In the UK, Imperial College Business School has offered an MSc in Climate Change, Management and Finance since 2016; Durham University Business School launched a new Master’s in Energy Systems Management last year. But arguably the most successful new program launch of 2021 occurred at one of the UK’s (and the world’s) premier universities — Oxford. At the Smith School of Enterprise and the Environment, the new MSc in Sustainability, Enterprise and the Environment began last year with 23 students; in the application period for the next cohort in September 2022, more than 600 have applied for an expected 25 seats.

‘INDUSTRY IS CRYING OUT FOR PEOPLE WITH THESE CAPABILITIES’

Laurence Wainwright

Oxford is no newcomer to sustainability programming. Since 2017 its Saïd Business School has been a member of the aforementioned Global Network for Advanced Management, a group of more than 30 B-schools on six continents; founded in 2012 at the Yale School of Management, GNAM has redefined how globalization is taught in graduate business education. Member schools co-develop and share teaching materials, week-long immersion trips, online classes, research, global management case studies, faculty, and more; students at network schools often take classes in topical subjects that may not be available at their own institutions, work together in virtual teams, and dissect unique global case studies created by network faculty. Well before Oxford joined GNAM, though, in 2008, it established the Smith School of Enterprise and the Environment, whose mission is to teach, research, and engage enterprise through impactful research — to “shape business practices, government policy and stakeholder engagement” by working with social enterprises, corporations, and governments. “Our goal,” the school states on its website, “is to offer innovative solutions to the challenges facing humanity and the modern firm over the coming decades,” with a special focus on environmental economics and policy, as well as enterprise management, financial markets, and investment. In the past three years, The Smith School has published more than 1,500 interdisciplinary research papers.

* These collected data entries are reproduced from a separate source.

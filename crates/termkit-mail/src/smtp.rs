//! Sending through SMTP.
//!
//! [`SmtpMailer`] resolves the sender, logs the message and passes an
//! [`OutgoingMail`] to its [`SmtpTransport`]. Connecting to the server is
//! the transport's job.
//!
//! ```rust
//! use termkit_mail::{MailError, OutgoingMail, SmtpMailer, SmtpSettings, SmtpTransport};
//!
//! struct Accept;
//!
//! impl SmtpTransport for Accept {
//!     fn deliver(&self, _: &SmtpSettings, mail: &OutgoingMail) -> Result<bool, MailError> {
//!         Ok(mail.to.contains('@'))
//!     }
//! }
//!
//! let mailer = SmtpMailer::new(SmtpSettings::default(), Accept)
//!     .sender("Billing", "billing@example.com");
//! assert!(mailer.send("<p>Paid</p>", "ada@example.com", "Receipt", true).unwrap());
//! ```

use chrono::Local;
use serde::Serialize;

use crate::error::MailError;
use crate::settings::SmtpSettings;

/// Format of the timestamp in mail log entries.
pub const LOG_TIME_FORMAT: &str = "%Y-%m-%d %H:%M:%S";

/// A fully addressed message, ready for a transport.
#[derive(Debug, Clone, PartialEq, Eq)]
pub struct OutgoingMail {
    pub from: String,
    pub from_name: String,
    pub to: String,
    pub subject: String,
    pub body: String,
    pub is_html: bool,
}

/// What gets logged for every message sent.
#[derive(Debug, Clone, PartialEq, Eq, Serialize)]
#[serde(rename_all = "camelCase")]
pub struct MailLogEntry {
    pub datetime: String,
    pub from: String,
    pub from_name: String,
    pub to: String,
    pub subject: String,
    pub body: String,
}

impl MailLogEntry {
    fn for_mail(mail: &OutgoingMail) -> Self {
        Self {
            datetime: Local::now().format(LOG_TIME_FORMAT).to_string(),
            from: mail.from.clone(),
            from_name: mail.from_name.clone(),
            to: mail.to.clone(),
            subject: mail.subject.clone(),
            body: mail.body.clone(),
        }
    }

    /// The entry as one line of JSON, as it appears in the log.
    pub fn to_json(&self) -> Result<String, MailError> {
        Ok(serde_json::to_string(self)?)
    }
}

/// Delivers composed messages to an SMTP server.
pub trait SmtpTransport: Send + Sync {
    /// Deliver `mail` using `settings`. Returns whether the server accepted it.
    fn deliver(&self, settings: &SmtpSettings, mail: &OutgoingMail) -> Result<bool, MailError>;
}

#[derive(Debug, Clone)]
struct Sender {
    name: String,
    email: String,
}

pub struct SmtpMailer<T: SmtpTransport> {
    settings: SmtpSettings,
    transport: T,
    sender: Option<Sender>,
}

impl<T: SmtpTransport> SmtpMailer<T> {
    pub fn new(settings: SmtpSettings, transport: T) -> Self {
        Self {
            settings,
            transport,
            sender: None,
        }
    }

    /// A mailer using the process-wide settings from [`SmtpSettings::global`].
    pub fn from_env(transport: T) -> Result<Self, MailError> {
        Ok(Self::new(SmtpSettings::global()?.clone(), transport))
    }

    /// Send as `name <email>` instead of the configured sender.
    pub fn sender(mut self, name: impl Into<String>, email: impl Into<String>) -> Self {
        self.sender = Some(Sender {
            name: name.into(),
            email: email.into(),
        });
        self
    }

    pub fn settings(&self) -> &SmtpSettings {
        &self.settings
    }

    /// The message `send` would deliver.
    pub fn compose(&self, body: &str, recipient: &str, subject: &str, is_html: bool) -> OutgoingMail {
        let (from_name, from) = match &self.sender {
            Some(sender) => (sender.name.clone(), sender.email.clone()),
            None => (
                self.settings.sender_name.clone(),
                self.settings.sender_email.clone(),
            ),
        };
        OutgoingMail {
            from,
            from_name,
            to: recipient.to_string(),
            subject: subject.to_string(),
            body: body.to_string(),
            is_html,
        }
    }

    /// Logs and delivers a message. Returns the transport's verdict.
    pub fn send(
        &self,
        body: &str,
        recipient: &str,
        subject: &str,
        is_html: bool,
    ) -> Result<bool, MailError> {
        let mail = self.compose(body, recipient, subject, is_html);
        let entry = MailLogEntry::for_mail(&mail).to_json()?;
        tracing::info!(target: "termkit_mail::email", %entry, "sending email");
        self.transport.deliver(&self.settings, &mail)
    }
}

#[cfg(test)]
mod tests {
    use super::*;
    use std::sync::Mutex;

    #[derive(Default)]
    struct Recorder {
        sent: Mutex<Vec<OutgoingMail>>,
    }

    impl SmtpTransport for Recorder {
        fn deliver(&self, _: &SmtpSettings, mail: &OutgoingMail) -> Result<bool, MailError> {
            self.sent.lock().unwrap().push(mail.clone());
            Ok(true)
        }
    }

    fn settings() -> SmtpSettings {
        SmtpSettings {
            sender_email: "noreply@example.com".into(),
            sender_name: "Example".into(),
            ..SmtpSettings::default()
        }
    }

    #[test]
    fn test_default_sender_from_settings() {
        let mailer = SmtpMailer::new(settings(), Recorder::default());
        let mail = mailer.compose("hi", "ada@example.com", "Hello", false);
        assert_eq!(mail.from, "noreply@example.com");
        assert_eq!(mail.from_name, "Example");
        assert!(!mail.is_html);
    }

    #[test]
    fn test_sender_override() {
        let mailer =
            SmtpMailer::new(settings(), Recorder::default()).sender("Billing", "billing@example.com");
        assert!(mailer.send("<b>x</b>", "ada@example.com", "Invoice", true).unwrap());
        let sent = mailer.transport.sent.lock().unwrap();
        assert_eq!(sent.len(), 1);
        assert_eq!(sent[0].from, "billing@example.com");
        assert_eq!(sent[0].from_name, "Billing");
        assert_eq!(sent[0].to, "ada@example.com");
        assert_eq!(sent[0].subject, "Invoice");
        assert!(sent[0].is_html);
    }

    #[test]
    fn test_log_entry_shape() {
        let mailer = SmtpMailer::new(settings(), Recorder::default());
        let entry = MailLogEntry::for_mail(&mailer.compose("b", "t@example.com", "s", true));
        assert_eq!(entry.datetime.len(), "2024-01-01 00:00:00".len());
        let line = entry.to_json().unwrap();
        assert!(!line.contains('\n'));
        let json: serde_json::Value = serde_json::from_str(&line).unwrap();
        let keys: Vec<&str> = json.as_object().unwrap().keys().map(String::as_str).collect();
        assert_eq!(keys, vec!["datetime", "from", "fromName", "to", "subject", "body"]);
        assert_eq!(json["fromName"], "Example");
        assert_eq!(json["to"], "t@example.com");
    }
}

Demand for what Oxford’s Smith School offers is only growing. The MSc in Sustainability, Enterprise and the Environment, designed to equip current and future thought-leaders and decision makers with the “rigorous academic knowledge and applied skills to lead enterprise toward net zero, sustainable development for all,” was Oxford’s most applied-to graduate program in November 2021, and its fourth-most applied-to in January 2022, according to latest admissions figures.

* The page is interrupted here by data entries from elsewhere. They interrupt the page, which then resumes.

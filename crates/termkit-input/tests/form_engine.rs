//! End-to-end tests for the form engine using scripted terminals.

use proptest::prelude::*;
use serde_json::json;
use termkit_input::{
    check, Callback, FieldSpec, FieldType, Form, FormError, FormValue, MockTerminal,
};
use termkit_render::ColorChoice;

fn form() -> Form {
    Form::new().color(ColorChoice::Never)
}

#[test]
fn required_field_reprompts_exactly_once() {
    let form = form().field("name", FieldSpec::new("Name").required());
    let terminal = MockTerminal::with_responses(["", "Ada"]);

    let result = form.run_with(&terminal).unwrap();

    assert_eq!(result.get("name"), Some(&FormValue::from("Ada")));
    assert_eq!(terminal.reads(), 2);
    assert_eq!(
        terminal.transcript(),
        "Name: \nName is required.\nName: Ada\n"
    );
}

#[test]
fn integer_field_rejects_then_accepts() {
    let form = form().field("age", FieldSpec::new("Age").kind(FieldType::Int));
    let terminal = MockTerminal::with_responses(["12a", "12"]);

    let result = form.run_with(&terminal).unwrap();

    assert_eq!(result.get("age"), Some(&FormValue::Int(12)));
    assert_eq!(terminal.transcript().matches("Age must be an integer.").count(), 1);
}

#[test]
fn float_field_coerces() {
    let form = form().field("price", FieldSpec::new("Price").kind(FieldType::Float));
    let terminal = MockTerminal::with_responses(["cheap", "9.99"]);

    let result = form.run_with(&terminal).unwrap();

    assert_eq!(result.get("price"), Some(&FormValue::Float(9.99)));
    assert!(terminal.transcript().contains("Price must be a number.\n"));
}

#[test]
fn optional_typed_field_accepts_empty_as_text() {
    let form = form().field("age", FieldSpec::new("Age").kind(FieldType::Int));
    let terminal = MockTerminal::with_responses([""]);

    let result = form.run_with(&terminal).unwrap();

    assert_eq!(result.get("age"), Some(&FormValue::from("")));
}

#[test]
fn validators_report_in_order() {
    let form = form().field(
        "code",
        FieldSpec::new("Code")
            .required()
            .max_length(3)
            .callback(Callback::new(|s| s.starts_with('X')).message("Codes start with X.")),
    );
    let terminal = MockTerminal::with_responses(["", "XYZW", "ABC", "XYZ"]);

    let result = form.run_with(&terminal).unwrap();

    assert_eq!(result.get("code"), Some(&FormValue::from("XYZ")));
    let transcript = terminal.transcript();
    let required = transcript.find("Code is required.").unwrap();
    let too_long = transcript.find("Code must be at most 3 characters.").unwrap();
    let callback = transcript.find("Codes start with X.").unwrap();
    assert!(required < too_long && too_long < callback);
}

#[test]
fn results_follow_field_order() {
    let form = form()
        .field("last", "Last name")
        .field("first", "First name")
        .field("age", FieldSpec::new("Age").kind(FieldType::Int));
    let terminal = MockTerminal::with_responses(["Lovelace", "Ada", "36"]);

    let result = form.run_with(&terminal).unwrap();

    assert_eq!(
        serde_json::to_string(&result).unwrap(),
        r#"{"last":"Lovelace","first":"Ada","age":36}"#
    );
}

#[test]
fn config_driven_form() {
    let form = Form::from_json(
        r#"{
            "name": "Name",
            "country": {"label": "Country", "default": "PT", "validators": {"length": 2}},
            "zip": {"validators": {"required": true, "type": "int"}}
        }"#,
    )
    .unwrap()
    .color(ColorChoice::Never)
    .prompt_prefix("    -> ");
    let terminal = MockTerminal::with_responses(["Ada", "", "", "1000"]);

    let result = form.run_with(&terminal).unwrap();

    assert_eq!(
        result.to_json(),
        json!({"name": "Ada", "country": "PT", "zip": 1000})
    );
    let transcript = terminal.transcript();
    assert!(transcript.contains("    -> Country (default: PT): "));
    assert!(transcript.contains("zip is required.\n"));
}

#[test]
fn undecodable_input_is_rejected_not_fatal() {
    let form = form().field("age", FieldSpec::new("Age").kind(FieldType::Int));
    let terminal = MockTerminal::with_responses(["4\u{FFFD}2", "42"]);

    let result = form.run_with(&terminal).unwrap();

    assert_eq!(result.get("age"), Some(&FormValue::Int(42)));
    assert!(terminal.transcript().contains("Age must be an integer.\n"));
}

#[test]
fn closed_input_cancels_the_form() {
    let form = form().field("name", FieldSpec::new("Name").required());
    let terminal = MockTerminal::with_responses([""]);

    let err = form.run_with(&terminal).unwrap_err();

    assert!(matches!(err, FormError::Cancelled { ref field } if field == "name"));
}

#[test]
fn invalid_config_fails_before_prompting() {
    let err = Form::from_config(&json!({
        "a": "A",
        "b": {"validators": {"type": "date"}}
    }))
    .unwrap_err();

    assert!(matches!(err, FormError::InvalidField { ref field, .. } if field == "b"));
}

proptest! {
    #[test]
    fn length_limit_matches_byte_count(text in "\\PC{0,12}", max in 0usize..12) {
        let spec = FieldSpec::new("Field").max_length(max);
        let accepted = check(&spec, &text).is_ok();
        prop_assert_eq!(accepted, text.len() <= max);
    }

    #[test]
    fn digit_strings_are_integers(n in 0i64..i64::MAX) {
        let spec = FieldSpec::new("N").kind(FieldType::Int);
        prop_assert_eq!(check(&spec, &n.to_string()), Ok(FormValue::Int(n)));
    }
}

Course director Laurence Wainwright seems a natural fit to teach the new master’s program. A bit of a globetrotter, he has a decade of experience in lecturing across universities in his native Australia as well as Sweden, the United States, and the United Kingdom, including teaching executive MBA and undergrad courses at UC-Berkeley Haas; he completed his doctoral studies in business administration at the University of Gothenburg, and he also holds a Master of Science in Sustainable Development from Uppsala University and a Master of Education from the Queensland University of Technology, among a host of other credentials.

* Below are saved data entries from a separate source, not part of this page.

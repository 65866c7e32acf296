//! Accepted answers.

use std::fmt;

use serde::ser::{SerializeMap, Serializer};
use serde::Serialize;

/// An accepted answer, coerced according to the field's type.
#[derive(Debug, Clone, PartialEq, Serialize)]
#[serde(untagged)]
pub enum FormValue {
    Int(i64),
    Float(f64),
    Text(String),
}

impl FormValue {
    pub fn as_int(&self) -> Option<i64> {
        match self {
            FormValue::Int(n) => Some(*n),
            _ => None,
        }
    }

    /// Numeric value; integers widen to `f64`.
    pub fn as_float(&self) -> Option<f64> {
        match self {
            FormValue::Float(f) => Some(*f),
            FormValue::Int(n) => Some(*n as f64),
            FormValue::Text(_) => None,
        }
    }

    pub fn as_str(&self) -> Option<&str> {
        match self {
            FormValue::Text(s) => Some(s),
            _ => None,
        }
    }
}

impl fmt::Display for FormValue {
    fn fmt(&self, f: &mut fmt::Formatter<'_>) -> fmt::Result {
        match self {
            FormValue::Int(n) => write!(f, "{}", n),
            FormValue::Float(x) => write!(f, "{}", x),
            FormValue::Text(s) => f.write_str(s),
        }
    }
}

impl From<&str> for FormValue {
    fn from(s: &str) -> Self {
        FormValue::Text(s.to_string())
    }
}

impl From<i64> for FormValue {
    fn from(n: i64) -> Self {
        FormValue::Int(n)
    }
}

impl From<f64> for FormValue {
    fn from(x: f64) -> Self {
        FormValue::Float(x)
    }
}

/// Answers keyed by field, in the order the fields were asked.
#[derive(Debug, Clone, Default, PartialEq)]
pub struct FormResult {
    values: Vec<(String, FormValue)>,
}

impl FormResult {
    pub fn new() -> Self {
        Self::default()
    }

    /// Store an answer, replacing an earlier one for the same key in place.
    pub fn insert(&mut self, key: impl Into<String>, value: FormValue) {
        let key = key.into();
        match self.values.iter_mut().find(|(k, _)| *k == key) {
            Some(existing) => existing.1 = value,
            None => self.values.push((key, value)),
        }
    }

    pub fn get(&self, key: &str) -> Option<&FormValue> {
        self.values.iter().find(|(k, _)| k == key).map(|(_, v)| v)
    }

    pub fn iter(&self) -> impl Iterator<Item = (&str, &FormValue)> {
        self.values.iter().map(|(k, v)| (k.as_str(), v))
    }

    pub fn len(&self) -> usize {
        self.values.len()
    }

    pub fn is_empty(&self) -> bool {
        self.values.is_empty()
    }

    /// The answers as an ordered JSON object.
    pub fn to_json(&self) -> serde_json::Value {
        serde_json::to_value(self).unwrap_or(serde_json::Value::Null)
    }
}

impl Serialize for FormResult {
    fn serialize<S: Serializer>(&self, serializer: S) -> Result<S::Ok, S::Error> {
        let mut map = serializer.serialize_map(Some(self.values.len()))?;
        for (k, v) in &self.values {
            map.serialize_entry(k, v)?;
        }
        map.end()
    }
}

impl<'a> IntoIterator for &'a FormResult {
    type Item = (&'a str, &'a FormValue);
    type IntoIter = Box<dyn Iterator<Item = Self::Item> + 'a>;

    fn into_iter(self) -> Self::IntoIter {
        Box::new(self.iter())
    }
}
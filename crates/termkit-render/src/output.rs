//! Color choice for rendering.
//!
//! [`ColorChoice`] decides whether styled output carries ANSI escape codes.

use std::str::FromStr;

use crate::terminal::supports_ansi;

/// Controls whether ANSI escape codes are emitted.
///
/// - `Auto` - Use the process-wide terminal capability detection (default)
/// - `Always` - Always emit escape codes
/// - `Never` - Never emit escape codes (plain text)
///
/// # Example
///
/// ```rust
/// use termkit_render::{ansi_with, ColorChoice};
///
/// assert_eq!(ansi_with("ok", "color: green", ColorChoice::Never), "ok");
/// assert_eq!(
///     ansi_with("ok", "color: green", ColorChoice::Always),
///     "\x1b[32mok\x1b[0m"
/// );
/// ```
#[derive(Debug, Clone, Copy, PartialEq, Eq, Default)]
pub enum ColorChoice {
    /// Detect terminal capabilities
    #[default]
    Auto,
    /// Always use ANSI escape codes
    Always,
    /// Never use ANSI escape codes
    Never,
}

impl ColorChoice {
    /// Resolves the choice to a concrete decision about whether to use color.
    pub fn should_use_color(&self) -> bool {
        match self {
            ColorChoice::Auto => supports_ansi(),
            ColorChoice::Always => true,
            ColorChoice::Never => false,
        }
    }
}

impl FromStr for ColorChoice {
    type Err = String;

    fn from_str(s: &str) -> Result<Self, Self::Err> {
        match s.trim().to_ascii_lowercase().as_str() {
            "auto" => Ok(ColorChoice::Auto),
            "always" | "on" => Ok(ColorChoice::Always),
            "never" | "off" => Ok(ColorChoice::Never),
            other => Err(format!(
                "invalid color choice '{}' (expected auto, always or never)",
                other
            )),
        }
    }
}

“I think the reason why courses like ours are being so popular is not because of anything that I’ve done, it’s because people are realizing that we need to get a skill set in this, in the natural sciences, in the social sciences,” Wainwright says. “We want to be able to go into a room confidently and talk about the physics of climate change and also be able to create ESG metrics, to be able to interpret them. And I think around the world, industry is crying out for people with these capabilities. And that’s part of the reason we put this course together.

“One of the things we tried to do with this program was to make it realistic rather than idealistic about the world. Realistic about human nature, about markets, about business, about finance, about what goes on. And the whole premise is that we are going to prepare students with the skills and knowledge that they need from multiple different disciplines to go out into the world and lead impactful change towards net zero sustainable development. So we’re saying that business is a huge part of a reason we’re in this current mess, but it’s also, ironically, the way out of it.”

A DIVERSE & DRIVEN COHORT

“What this course does which is really special is, it gives students a really broad standing,” Wainwright tells Poets&Quants in a recent interview by Zoom. “So we’re giving them the physics of climate change from some of the best in the world. We’re giving them ecological, environmental economics. We’re giving them finance. We’re giving them the classic sustainability, CSR business school-type stuff. We’re giving them the thinking that they need to be able to navigate complex adaptive systems and understand feedback loops, stocks and flows, and all the things that go on. We’re teaching them about the various socio-technical interventions that there are to tackle this problem we’re dealing with.

“We are giving them the whole smorgasbord and we’re crowding it into 12 months.”

Current students “have been brilliant ambassadors for the course, spreading the word far and wide,” Wainwright adds, which partially explains the program’s popularity. He notes, too, that it’s a diverse cohort, with 60% women and 13 countries represented among its 23 students. That will only continue, as Oxford offers around 1,000 full or partial scholarships each year, for which all applicants are automatically considered.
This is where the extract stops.